PARADISE: A framework for evaluating spoken dialogue agents.

March 12, 1999

Summary:
PARADISE (PARAdigm for Dialogue System Evaluation) is a framework for evaluating spoken dialog systems. Using PARADISE, it is possible to compare the performance of different dialog strategies, evaluate performance over subdialogs as well as whole dialogs, and compare systems designed for different tasks by normalizing for task complexity.

PARADISE uses user satisfaction ratings as an indicator of usability, and calculates the contribution of two potential factors (task success and dialog costs) to user satisfaction using decision-theoretic framework. To measure the task success, PARADISE uses the Kappa coefficient calculated from a confusion matrix which is built based on comparisons between the dialogue and scenario key attribute value matrices. Examples of dialog costs are the number of total utterances and the number of repair utterances.

Discussion Points:
Overall, this evaluation framework seems to be a good way of measuring and comparing performance of spoken dialog systems. It will allow us to compare different dialog strategies and empirically find the main contributing factors to user satisfaction, which we consider to be the major evidence of performance. One concern we have is the amount of work that would be required to tag the dialogs with the attributes for the task. For a complex task, defining an adequate set of attributes can actually be difficult. We are also not sure that (or how) this evaluation framework will apply to subdialogs as claimed in section 2.5.

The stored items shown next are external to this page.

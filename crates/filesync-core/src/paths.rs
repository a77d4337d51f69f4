//! File name rules.
//!
//! Hidden entries (`.git`, `.DS_Store`, ...) and browser swap files
//! (`*.crswap`) are never synchronized. Synchronized names are single path
//! components relative to the synchronized directory.

/// Whether `path` should be skipped entirely.
pub fn is_ignored(path: &str) -> bool {
    path.split(['/', '\\'])
        .any(|part| part.starts_with('.') || part.ends_with(".crswap"))
}

/// Whether `name` can be synchronized: one non-empty, non-ignored component.
pub fn is_syncable(name: &str) -> bool {
    !name.is_empty() && !name.contains(['/', '\\']) && !is_ignored(name)
}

Second discussion on April 7, 1999

This evaluation framework operationalizes the success rate of the information transfer. This is done using an attribute-value matrix, by comparing the matrices for the system and the user. A confusion matrix, where the off-diagonals repreesent a mismatch between the system and the user matrices, is used to calculate the Kappa statistic.

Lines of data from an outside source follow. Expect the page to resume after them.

//! Diff engine: turns two texts into a retain/delete/insert edit script.
//!
//! Positions and counts are in Unicode scalar values (Rust `char`s), which is
//! also the unit `LoroText` uses for its default (unicode) indices.
//!
//! Replay semantics of a script against a source text:
//! - `Retain(n)` skips `n` characters unchanged
//! - `Delete(n)` removes `n` characters at the cursor (the cursor stays put)
//! - `Insert(s)` inserts `s` at the cursor and moves past it
//!
//! At a single offset a `Delete` is always emitted before the `Insert`, so a
//! replacement reads `Retain?, Delete, Insert` regardless of the order in which
//! the underlying diff reported the two spans.

use serde::{Deserialize, Serialize};
use similar::{Algorithm, DiffOp, capture_diff_slices_deadline};
use std::time::{Duration, Instant};
use thiserror::Error;

/// Upper bound on time spent searching for a minimal diff. Past the deadline
/// the result is still a correct script, just not necessarily the smallest.
const DIFF_DEADLINE: Duration = Duration::from_secs(1);

#[derive(Debug, Error, PartialEq, Eq)]
pub enum DiffError {
    #[error("Edit script consumes {consumed} characters but source has only {len}")]
    Inconsistent { consumed: usize, len: usize },
}

pub type Result<T> = std::result::Result<T, DiffError>;

/// A single edit operation.
///
/// Serializes in the shape of a rich-text delta: `{"retain": 2}`,
/// `{"delete": 1}`, `{"insert": "X"}`.
#[derive(Debug, Clone, PartialEq, Eq, Serialize, Deserialize)]
#[serde(rename_all = "lowercase")]
pub enum EditOp {
    Retain(usize),
    Delete(usize),
    Insert(String),
}

/// Ordered sequence of [`EditOp`]s. Empty means "no change".
#[derive(Debug, Clone, Default, PartialEq, Eq, Serialize, Deserialize)]
#[serde(transparent)]
pub struct EditScript(Vec<EditOp>);

impl EditScript {
    pub fn new(ops: Vec<EditOp>) -> Self {
        Self(ops)
    }

    pub fn ops(&self) -> &[EditOp] {
        &self.0
    }

    pub fn is_empty(&self) -> bool {
        self.0.is_empty()
    }

    pub fn len(&self) -> usize {
        self.0.len()
    }

    /// Check that the script never reaches past the end of a source text of
    /// `source_len` characters.
    ///
    /// Must pass before any op is applied to a document, so a bad script is
    /// rejected as a whole instead of half-applied.
    pub fn validate(&self, source_len: usize) -> Result<()> {
        let mut consumed = 0usize;
        for op in &self.0 {
            match op {
                EditOp::Retain(n) | EditOp::Delete(n) => {
                    consumed = consumed.saturating_add(*n);
                    if consumed > source_len {
                        return Err(DiffError::Inconsistent {
                            consumed,
                            len: source_len,
                        });
                    }
                }
                EditOp::Insert(_) => {}
            }
        }
        Ok(())
    }

    /// Replay the script against `source` and return the resulting text.
    ///
    /// Characters past the last retained/deleted position are kept as-is.
    pub fn apply(&self, source: &str) -> Result<String> {
        let chars: Vec<char> = source.chars().collect();
        self.validate(chars.len())?;

        let mut out = String::with_capacity(source.len());
        let mut cursor = 0;
        for op in &self.0 {
            match op {
                EditOp::Retain(n) => {
                    out.extend(&chars[cursor..cursor + n]);
                    cursor += n;
                }
                EditOp::Delete(n) => cursor += n,
                EditOp::Insert(text) => out.push_str(text),
            }
        }
        out.extend(&chars[cursor..]);
        Ok(out)
    }
}

impl From<Vec<EditOp>> for EditScript {
    fn from(ops: Vec<EditOp>) -> Self {
        Self(ops)
    }
}

impl IntoIterator for EditScript {
    type Item = EditOp;
    type IntoIter = std::vec::IntoIter<EditOp>;

    fn into_iter(self) -> Self::IntoIter {
        self.0.into_iter()
    }
}

impl<'a> IntoIterator for &'a EditScript {
    type Item = &'a EditOp;
    type IntoIter = std::slice::Iter<'a, EditOp>;

    fn into_iter(self) -> Self::IntoIter {
        self.0.iter()
    }
}

/// Compute the edit script that turns `before` into `after`.
///
/// Uses a character-level Myers diff. Identical inputs give an empty script.
pub fn compute_edit_script(before: &str, after: &str) -> EditScript {
    if before == after {
        return EditScript::default();
    }

    let old: Vec<char> = before.chars().collect();
    let new: Vec<char> = after.chars().collect();
    let deadline = Instant::now() + DIFF_DEADLINE;

    let mut builder = ScriptBuilder::default();
    for op in capture_diff_slices_deadline(Algorithm::Myers, &old, &new, Some(deadline)) {
        match op {
            DiffOp::Equal { len, .. } => builder.retain(len),
            DiffOp::Delete { old_len, .. } => builder.delete(old_len),
            DiffOp::Insert {
                new_index, new_len, ..
            } => builder.insert(&new[new_index..new_index + new_len]),
            DiffOp::Replace {
                old_len,
                new_index,
                new_len,
                ..
            } => {
                builder.delete(old_len);
                builder.insert(&new[new_index..new_index + new_len]);
            }
        }
    }
    builder.finish()
}

/// Coalesces diff spans into ops.
///
/// Deletes and inserts between two unchanged runs are buffered and flushed
/// together, delete first.
#[derive(Default)]
struct ScriptBuilder {
    ops: Vec<EditOp>,
    retain: usize,
    delete: usize,
    insert: String,
}

impl ScriptBuilder {
    fn retain(&mut self, n: usize) {
        if n == 0 {
            return;
        }
        self.flush_edit();
        self.retain += n;
    }

    fn delete(&mut self, n: usize) {
        if n == 0 {
            return;
        }
        self.flush_retain();
        self.delete += n;
    }

    fn insert(&mut self, chars: &[char]) {
        if chars.is_empty() {
            return;
        }
        self.flush_retain();
        self.insert.extend(chars);
    }

    fn flush_retain(&mut self) {
        if self.retain > 0 {
            self.ops.push(EditOp::Retain(self.retain));
            self.retain = 0;
        }
    }

    fn flush_edit(&mut self) {
        if self.delete > 0 {
            self.ops.push(EditOp::Delete(self.delete));
            self.delete = 0;
        }
        if !self.insert.is_empty() {
            self.ops.push(EditOp::Insert(std::mem::take(&mut self.insert)));
        }
    }

    fn finish(mut self) -> EditScript {
        self.flush_edit();
        // A trailing unchanged run only matters once something changed.
        if !self.ops.is_empty() {
            self.flush_retain();
        }
        EditScript(self.ops)
    }
}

Their decision to use "user satisfaction" as the top-level goal can be argued for its appropriateness, but it doesn't seem to matter for the sake of evaluating this evaluation framework. Depending on the system one needs to evaluate, the top level goal can be anything--amount of money saved, total elapsed time, etc. Another question that was raised concerns the set of values for an attribute. This framework seems to presuppose that there is a finite set of values and the set of values depend on the dialogs used in the study, not the whole domain. There may be cases where the set of values is not finite, or the whole set is not represented in the dialogs used in the evaluation. Also, what does this framework do to capture a non-uniform distribution of values?

To be continued...


Empirically evaluating an adaptable spoken dialogue system.

March 15, 1999

We liked this paper for providing experimental results to show the effects of different dialog strategies. We can also see that adapting the dialogue strategy increases the performance (as measured in task success and user satisfaction). This paper also shows that users may be willing to sacrifice efficiency for getting the task done. "Our findings draw into question a frequently made assumption in the field regarding the centrality of efficiency to performance ... " We would have liked to see how exactly the users changed the dialog strategies, and in which circumstances. Understanding and somehow generalizing the circumstances in which the users changed the initiative or confirmation (and in which direction) would make it possible to automate the adaptation. We will look forward to reading about their current experiments with other dialog strategies (other than the two extreme initial dialog strategy configurations in this paper). We would also like to see whether the results would be different for "expert" users.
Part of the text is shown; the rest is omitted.